Sérgio, se te deixares conduzir pelo Espírito Santo e pela força da Palavra de Deus “resplandecerão em ti as virtudes evangélicas: o amor sincero, a solicitude para com os enfermos e os pobres, a autoridade como serviço e a simplicidade de coração” (rito da Ordenação Diaconal).

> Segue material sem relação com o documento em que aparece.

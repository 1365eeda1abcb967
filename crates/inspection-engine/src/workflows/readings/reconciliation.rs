use super::domain::{Attestation, ReconciledField, ReconciliationEntry, ReconciliationRecord};
use super::pipeline::SaveMode;
use super::validation::ValidationError;

impl ReconciliationRecord {
    /// Records the operator's attestation. Any answer other than `Incorrect` clears the
    /// observed value.
    pub fn set_attestation(&mut self, field: ReconciledField, attestation: Attestation) {
        let entry = self.entries.entry(field).or_default();
        entry.attestation = attestation;
        if attestation != Attestation::Incorrect {
            entry.actual = None;
        }
    }

    /// Enters the observed value; only allowed once the declared value is marked incorrect.
    pub fn set_actual(
        &mut self,
        field: ReconciledField,
        actual: impl Into<String>,
    ) -> Result<(), ValidationError> {
        match self.entries.get_mut(&field) {
            Some(entry) if entry.attestation == Attestation::Incorrect => {
                entry.actual = Some(actual.into());
                Ok(())
            }
            _ => Err(ValidationError::ActualNotEditable(field)),
        }
    }

    /// Fields the operator has flagged as not matching the declared value.
    pub fn mismatches(&self) -> Vec<ReconciledField> {
        self.entries
            .iter()
            .filter(|(_, entry)| entry.attestation == Attestation::Incorrect)
            .map(|(field, _)| *field)
            .collect()
    }
}

/// Withholds a final save until every declared value has been attested.
#[derive(Debug, Clone, Copy, Default)]
pub struct ReconciliationGate;

impl ReconciliationGate {
    /// Checks per-field consistency: incorrect answers need an observed value, all others must
    /// have none.
    pub fn validate(&self, record: &ReconciliationRecord) -> Result<(), ValidationError> {
        for (field, entry) in &record.entries {
            check_entry(*field, entry)?;
        }
        Ok(())
    }

    pub fn check(&self, record: &ReconciliationRecord, mode: SaveMode) -> Result<(), ValidationError> {
        if mode == SaveMode::Draft {
            return Ok(());
        }

        if !record.verified {
            return Err(ValidationError::ReconciliationUnverified);
        }

        self.validate(record)
    }
}

fn check_entry(field: ReconciledField, entry: &ReconciliationEntry) -> Result<(), ValidationError> {
    let has_actual = entry
        .actual
        .as_deref()
        .map(|value| !value.trim().is_empty())
        .unwrap_or(false);

    match entry.attestation {
        Attestation::Incorrect if !has_actual => Err(ValidationError::MissingActual(field)),
        Attestation::Correct | Attestation::Unanswered if entry.actual.is_some() => {
            Err(ValidationError::ActualNotEditable(field))
        }
        _ => Ok(()),
    }
}
//! Threshold classification of single measurements and the versioned policy table that
//! supplies the numeric limits.

mod table;

pub use table::{
    BcmLimits, ConductanceBands, PolicyError, PolicyTable, SeverityRule, TypeValueOffsets,
};

use serde::{Deserialize, Serialize};

use super::domain::Verdict;

/// Which side of a threshold is considered worse.
#[derive(Debug, Clone, Copy, PartialEq, Eq, Serialize, Deserialize)]
#[serde(rename_all = "snake_case")]
pub enum Direction {
    /// Values at or below the threshold are worse (float voltage, conductance).
    LowIsBad,
    /// Values above the threshold are worse (impedance scales).
    HighIsBad,
}

/// Replace/monitor limits for one channel.
///
/// With both ceilings present a low-is-bad classification uses half-open bands
/// `[floor, ceiling)`; otherwise the floors act as inclusive upper bounds.
#[derive(Debug, Clone, Copy, PartialEq, Serialize, Deserialize)]
pub struct Thresholds {
    pub replace: f64,
    pub monitor: f64,
    #[serde(default)]
    pub replace_ceiling: Option<f64>,
    #[serde(default)]
    pub monitor_ceiling: Option<f64>,
}

impl Thresholds {
    pub fn floors(replace: f64, monitor: f64) -> Self {
        Self {
            replace,
            monitor,
            replace_ceiling: None,
            monitor_ceiling: None,
        }
    }

    pub fn bands(
        replace_floor: f64,
        replace_ceiling: f64,
        monitor_floor: f64,
        monitor_ceiling: f64,
    ) -> Self {
        Self {
            replace: replace_floor,
            monitor: monitor_floor,
            replace_ceiling: Some(replace_ceiling),
            monitor_ceiling: Some(monitor_ceiling),
        }
    }

    pub fn scaled(self, factor: f64) -> Self {
        Self {
            replace: self.replace * factor,
            monitor: self.monitor * factor,
            replace_ceiling: self.replace_ceiling.map(|value| value * factor),
            monitor_ceiling: self.monitor_ceiling.map(|value| value * factor),
        }
    }
}

/// Classifies one measurement against its thresholds.
pub fn classify(value: f64, thresholds: &Thresholds, direction: Direction) -> Verdict {
    if !value.is_finite() {
        return Verdict::Pass;
    }

    match direction {
        Direction::LowIsBad => match (thresholds.replace_ceiling, thresholds.monitor_ceiling) {
            (Some(replace_ceiling), Some(monitor_ceiling)) => {
                if value >= thresholds.replace && value < replace_ceiling {
                    Verdict::Replace
                } else if value >= thresholds.monitor && value < monitor_ceiling {
                    Verdict::Monitor
                } else {
                    Verdict::Pass
                }
            }
            _ => {
                if value <= thresholds.replace {
                    Verdict::Replace
                } else if value <= thresholds.monitor {
                    Verdict::Monitor
                } else {
                    Verdict::Pass
                }
            }
        },
        Direction::HighIsBad => {
            if value > thresholds.replace {
                Verdict::Replace
            } else if value > thresholds.monitor {
                Verdict::Monitor
            } else {
                Verdict::Pass
            }
        }
    }
}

Por fim, o sinal que Jesus realizou nas bodas de Caná oferecendo o vinho melhor quando a festa já ia adiantada, ajuda-nos a compreender que em nossa vida e missão, o melhor vem depois. “Tudo é graça!”. É dom de Deus e também fruto de nosso trabalho realizado com generosidade, gratuidade, alegria e esperança. O melhor vai acontecendo na medida em que nos entregamos e nos abandonamos nas mãos no Pai com absoluta confiança e seguimos Jesus no seu jeito radical de amar e servir. Lembremos as palavras testamentais do nosso Bem Amado Irmão e Senhor:
“Amai-vos uns aos outros, assim como eu vos amei” ( Jo 15,12). Após o lava-pés: “Entendeis o que vos fiz? Vós me chamais Mestre e Senhor, e dizeis bem, porque eu o sou. Se eu, o Mestre e Senhor, vos lavei os pés, também vós deveis lavar os pés uns dos outros. Dei-vos o exemplo para que façais assim como eu fiz para vós” (Jo 13,12a-15).
A palavra como: “como eu vos amei” e “façais como eu fiz para vós”, não é uma mera comparação, mas uma convocação para amar e servir do mesmo jeito, da mesma maneira, com a mesma medida de Jesus, pois “a semelhança é a medida do amor”.Tudo isso, Sérgio, descobriste formulado e sintetizado na Oração do Abandono que colocaste no convite de tua ordenação. Convido vocês a rezarmos juntos com o Sérgio esta oração que o predispõe a entregar-se inteiro ao ministério de diácono para o qual será ordenado dentro de instantes.
“Meu Pai, a vós me abandono.
Fazei de mim o que quiserdes.
O que de mim fizerdes, eu vos agradeço.
Estou pronto para tudo, aceito tudo.
Contanto que a vossa vontade
se faça em mim e em todas as criaturas.
Não quero outra coisa, meu Deus.
Entrego a minha vida em vossas mãos.
Eu vo-la dou, meu Deus, com todo o amor do meu coração,
porque eu vos amo e porque é para mim
uma necessidade de amor dar-me e entregar-me em vossas mãos
sem medida e com infinita confiança,
porque sois meu Pai”. (Charles de Foucauld)
+ Edson Damian
Bispo Diocesano
São Gabriel da Cachoeira, 11 de dezembro de 2011.